Brief:
For every line in the records that has the word "rendered", make a copy.

■ ■ ■ ■ ■

use anyhow::Result;
use clap::{Parser, Subcommand};
use convoy_core::config::{ConfigLoader, ConvoyConfig, McpCommand};
use convoy_core::team::{StdinInput, TeamEvent};
use convoy_core::tools::{
    McpToolFactory, RMCPClient, ResourceContent, ResourceTransport, ToolRegistry, ToolTransport, DEFAULT_MCP_URL,
};
use convoy_core::{AgentFactory, ConversationSession, Message, Role};
use log::LevelFilter;
use std::path::Path;
use std::sync::Arc;
use std::time::Duration;
use tokio::sync::mpsc;
use tokio_util::sync::CancellationToken;

#[derive(Parser, Debug)]
#[clap(name = "convoy", author, version = "0.1.0", about = "Tool-calling conversations and team chat")]
struct Cli {
    #[clap(subcommand)]
    command: Commands,

    #[clap(
        long,
        short,
        default_value = "convoy.yaml",
        help = "Configuration file; when it does not exist Azure OpenAI settings are read from the environment"
    )]
    config: String,

    #[clap(long, short, help = "Overrides logging.level from the configuration")]
    log_level: Option<String>,
}

#[derive(Subcommand, Debug)]
enum Commands {
    /// Print the tools payload sent to the model
    Tools,
    /// Run one conversation against the configured tools
    Chat {
        #[clap(long, short, help = "First user message")]
        message: String,
    },
    /// Run one conversation against the tools of an MCP server
    Mcp {
        #[clap(flatten)]
        target: McpTarget,

        #[clap(long, short, help = "First user message")]
        message: String,
    },
    /// List an MCP server's tools, prompts and resources
    McpInfo {
        #[clap(flatten)]
        target: McpTarget,

        #[clap(long = "read", help = "Resource URI to read and print (repeatable)")]
        read: Vec<String>,

        #[clap(long, help = "Prompt to render and print")]
        prompt: Option<String>,

        #[clap(long = "prompt-arg", help = "Prompt argument as key=value (repeatable)")]
        prompt_args: Vec<String>,
    },
    /// Run the selector team chat, reading the user's turns from stdin
    Team {
        #[clap(long, help = "Task that opens the conversation")]
        task: Option<String>,
    },
}

#[derive(clap::Args, Debug)]
struct McpTarget {
    #[clap(long, conflicts_with = "url", help = "Command that starts the MCP server over stdio")]
    server: Option<String>,

    #[clap(long = "arg", help = "Argument passed to the server command (repeatable)")]
    args: Vec<String>,

    #[clap(
        long,
        help = "Streamable HTTP endpoint; defaults to $MCP_SERVER_URL, then http://127.0.0.1:8080/mcp"
    )]
    url: Option<String>,

    #[clap(long, default_value_t = 30, help = "Seconds to wait for each MCP request")]
    timeout: u64,
}

#[tokio::main]
async fn main() -> Result<()> {
    let cli = Cli::parse();

    let config = load_config(&cli.config).await?;
    init_logging(&config, cli.log_level.as_deref())?;
    log::info!("Configuration loaded from {}", cli.config);

    match cli.command {
        Commands::Tools => {
            let registry = AgentFactory::configure_tools(&config).await?;
            println!("{}", serde_json::to_string_pretty(&registry.to_openai_tools())?);
        }
        Commands::Chat { message } => {
            let mut session = AgentFactory::create_session(&config, message).await?;
            run_session(&mut session).await?;
        }
        Commands::Mcp { target, message } => {
            let client = connect_mcp(&target).await?;
            let transport: Arc<dyn ToolTransport> = Arc::new(client);

            let mut registry = ToolRegistry::new();
            let count = McpToolFactory::new(transport).register_all(&mut registry, &[]).await?;
            if count == 0 {
                anyhow::bail!("MCP server exposes no tools");
            }
            println!("MCP tools: {}", registry.names().join(", "));

            let llm = AgentFactory::configure_llm(&config)?;
            let mut session = ConversationSession::new(llm, Arc::new(registry), config.session.to_session_config(), message)
                .with_termination(config.termination.to_policy());
            run_session(&mut session).await?;
        }
        Commands::McpInfo {
            target,
            read,
            prompt,
            prompt_args,
        } => {
            let client = connect_mcp(&target).await?;
            print_mcp_info(&client, &read, prompt.as_deref(), &prompt_args).await?;
        }
        Commands::Team { task } => {
            let team = AgentFactory::create_team(&config, Arc::new(StdinInput::stdin())).await?;
            cancel_on_ctrl_c(team.cancellation_token());

            let task = task.unwrap_or_else(|| AgentFactory::team_task(&config));
            let (tx, mut rx) = mpsc::channel(64);
            let printer = tokio::spawn(async move {
                while let Some(event) = rx.recv().await {
                    print_event(&event);
                }
            });

            let result = team.run_stream(task, tx).await;
            printer.await?;
            let result = result?;
            println!("\nStopped: {} ({} messages)", result.stop_reason, result.messages.len());
        }
    }

    Ok(())
}

async fn load_config(path: &str) -> Result<ConvoyConfig> {
    if Path::new(path).exists() {
        Ok(ConfigLoader::from_file(path).await?)
    } else {
        Ok(ConfigLoader::from_env()?)
    }
}

async fn connect_mcp(target: &McpTarget) -> Result<RMCPClient> {
    let timeout = Duration::from_secs(target.timeout);
    let client = match &target.server {
        Some(server) => {
            let command = McpCommand {
                run: server.clone(),
                args: target.args.clone(),
                ..Default::default()
            };
            RMCPClient::connect("cli", &command, timeout).await?
        }
        None => {
            let url = target
                .url
                .clone()
                .or_else(|| std::env::var("MCP_SERVER_URL").ok())
                .unwrap_or_else(|| DEFAULT_MCP_URL.to_string());
            RMCPClient::connect_url("cli", &url, timeout).await?
        }
    };
    if let Some(info) = client.server_info() {
        log::info!("Connected to MCP server: {}", info);
    }
    Ok(client)
}

async fn print_mcp_info(client: &RMCPClient, read: &[String], prompt: Option<&str>, prompt_args: &[String]) -> Result<()> {
    println!("Tools:");
    for tool in client.list_tools().await? {
        println!("  - {}: {}", tool.name, tool.description);
    }

    // Servers without prompt or resource support answer these with an error.
    match client.list_prompts().await {
        Ok(prompts) => {
            println!("Prompts:");
            for p in prompts {
                let args: Vec<&str> = p.arguments.iter().map(|a| a.name.as_str()).collect();
                println!("  - {}({}) {}", p.name, args.join(", "), p.description.unwrap_or_default());
            }
        }
        Err(e) => log::warn!("Listing prompts failed: {}", e),
    }
    match client.list_resources().await {
        Ok(resources) => {
            println!("Resources:");
            for r in resources {
                println!("  - {} ({})", r.uri, r.name);
            }
        }
        Err(e) => log::warn!("Listing resources failed: {}", e),
    }
    match client.list_resource_templates().await {
        Ok(templates) => {
            println!("Resource templates:");
            for t in templates {
                println!("  - {}", t);
            }
        }
        Err(e) => log::warn!("Listing resource templates failed: {}", e),
    }

    for uri in read {
        println!("\nReading {}:", uri);
        for content in client.read_resource(uri).await? {
            match content {
                ResourceContent::Text { text, mime_type, .. } => {
                    println!("  content: {} mime: {}", text, mime_type.unwrap_or_default())
                }
                ResourceContent::Blob { blob, mime_type, .. } => {
                    println!("  {} base64 bytes, mime: {}", blob.len(), mime_type.unwrap_or_default())
                }
            }
        }
    }

    if let Some(name) = prompt {
        let mut arguments = serde_json::Map::new();
        for pair in prompt_args {
            let Some((key, value)) = pair.split_once('=') else {
                anyhow::bail!("Prompt argument '{}' is not key=value", pair);
            };
            arguments.insert(key.to_string(), serde_json::Value::String(value.to_string()));
        }
        let rendered = client.get_prompt(name, arguments).await?;
        println!("\nPrompt {}:", name);
        for message in &rendered.messages {
            print_message(message);
        }
    }
    Ok(())
}

fn init_logging(config: &ConvoyConfig, override_level: Option<&str>) -> Result<()> {
    let level = override_level.unwrap_or(&config.logging.level);
    let filter = level.parse().unwrap_or(LevelFilter::Info);

    let mut builder = env_logger::Builder::new();
    builder.filter_level(filter);
    if let Some(path) = &config.logging.file {
        let log_file = std::fs::OpenOptions::new().create(true).append(true).open(path)?;
        builder.target(env_logger::Target::Pipe(Box::new(log_file)));
    }
    builder.init();
    Ok(())
}

fn cancel_on_ctrl_c(token: CancellationToken) {
    tokio::spawn(async move {
        if tokio::signal::ctrl_c().await.is_ok() {
            log::warn!("Interrupted, cancelling");
            token.cancel();
        }
    });
}

async fn run_session(session: &mut ConversationSession) -> Result<()> {
    cancel_on_ctrl_c(session.cancellation_token());
    let outcome = session.run().await?;

    for message in session.history() {
        print_message(message);
    }
    println!("\nStopped: {} after {} model calls", outcome.stop_reason, outcome.iterations);
    Ok(())
}

fn print_message(message: &Message) {
    let speaker = message.name.as_deref().unwrap_or(message.role.as_str());
    match message.role {
        Role::System => {}
        Role::Tool => println!(
            "[tool result {}] {}",
            message.tool_call_id.as_deref().unwrap_or("?"),
            message.content
        ),
        _ if message.has_tool_calls() => {
            for call in message.tool_calls() {
                println!("[{} calls {}] {}", speaker, call.name, call.raw_arguments);
            }
        }
        _ => println!("---------- {} ----------\n{}", speaker, message.content),
    }
}

fn print_event(event: &TeamEvent) {
    match event {
        TeamEvent::Message(message) => print_message(message),
        TeamEvent::Inner { source, message } => {
            log::debug!("inner message from {}", source);
            print_message(message);
        }
        TeamEvent::Completed(_) => {}
    }
}
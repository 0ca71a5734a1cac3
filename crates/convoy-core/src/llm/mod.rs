//! Remote model abstraction.
//!
//! The conversation loop only needs one operation from the model: given the
//! history, the available tools and a tool-choice directive, return one
//! assistant turn. Providers live under `providers`; `ScriptedModelClient`
//! replays canned turns for tests.

use async_trait::async_trait;
use serde::{Deserialize, Serialize};
use serde_json::{json, Value};
use std::sync::Arc;
use std::time::Duration;
use tokio_util::sync::CancellationToken;

use crate::core_types::{Message, ModelTurn};
use crate::errors::AgentError;
use crate::tools::ToolSpec;

pub mod providers;
pub mod scripted;

pub use scripted::ScriptedModelClient;

/// How the model is allowed to use the advertised tools.
#[derive(Debug, Clone, PartialEq, Eq, Serialize, Deserialize, Default)]
#[serde(rename_all = "lowercase")]
pub enum ToolChoice {
    #[default]
    Auto,
    None,
    /// The model must call the named tool.
    Forced(String),
}

impl ToolChoice {
    pub fn to_openai_value(&self) -> Value {
        match self {
            ToolChoice::Auto => json!("auto"),
            ToolChoice::None => json!("none"),
            ToolChoice::Forced(name) => json!({
                "type": "function",
                "function": {"name": name}
            }),
        }
    }
}

#[derive(Debug, Clone)]
pub struct ModelRequest {
    pub messages: Vec<Message>,
    pub tools: Vec<ToolSpec>,
    pub tool_choice: ToolChoice,
}

impl ModelRequest {
    pub fn new(messages: Vec<Message>) -> Self {
        Self {
            messages,
            tools: Vec::new(),
            tool_choice: ToolChoice::Auto,
        }
    }

    pub fn with_tools(mut self, tools: Vec<ToolSpec>) -> Self {
        self.tools = tools;
        self
    }

    pub fn with_tool_choice(mut self, tool_choice: ToolChoice) -> Self {
        self.tool_choice = tool_choice;
        self
    }
}

#[async_trait]
pub trait LLM: Send + Sync {
    async fn generate(&self, request: ModelRequest) -> Result<ModelTurn, AgentError>;
}

/// Run one model call on its own task, raced against `cancel` and an optional deadline.
///
/// The in-flight call is aborted as soon as either fires.
pub async fn generate_guarded(
    llm: Arc<dyn LLM>,
    request: ModelRequest,
    timeout: Option<Duration>,
    cancel: &CancellationToken,
) -> Result<ModelTurn, AgentError> {
    let mut task = tokio::spawn(async move { llm.generate(request).await });
    let deadline = async move {
        match timeout {
            Some(limit) => tokio::time::sleep(limit).await,
            None => std::future::pending::<()>().await,
        }
    };

    tokio::select! {
        _ = cancel.cancelled() => {
            task.abort();
            Err(AgentError::Cancelled)
        }
        _ = deadline => {
            task.abort();
            Err(AgentError::ModelTimeout {
                seconds: timeout.map(|t| t.as_secs()).unwrap_or_default(),
            })
        }
        joined = &mut task => match joined {
            Ok(result) => result,
            Err(e) => Err(AgentError::ModelCall(format!("Model task failed: {}", e))),
        },
    }
}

■ ■ ■ ■ ■

Solution for this problem:
        let rendered = client.get_prompt(name, arguments).await?;
        for message in &rendered.messages {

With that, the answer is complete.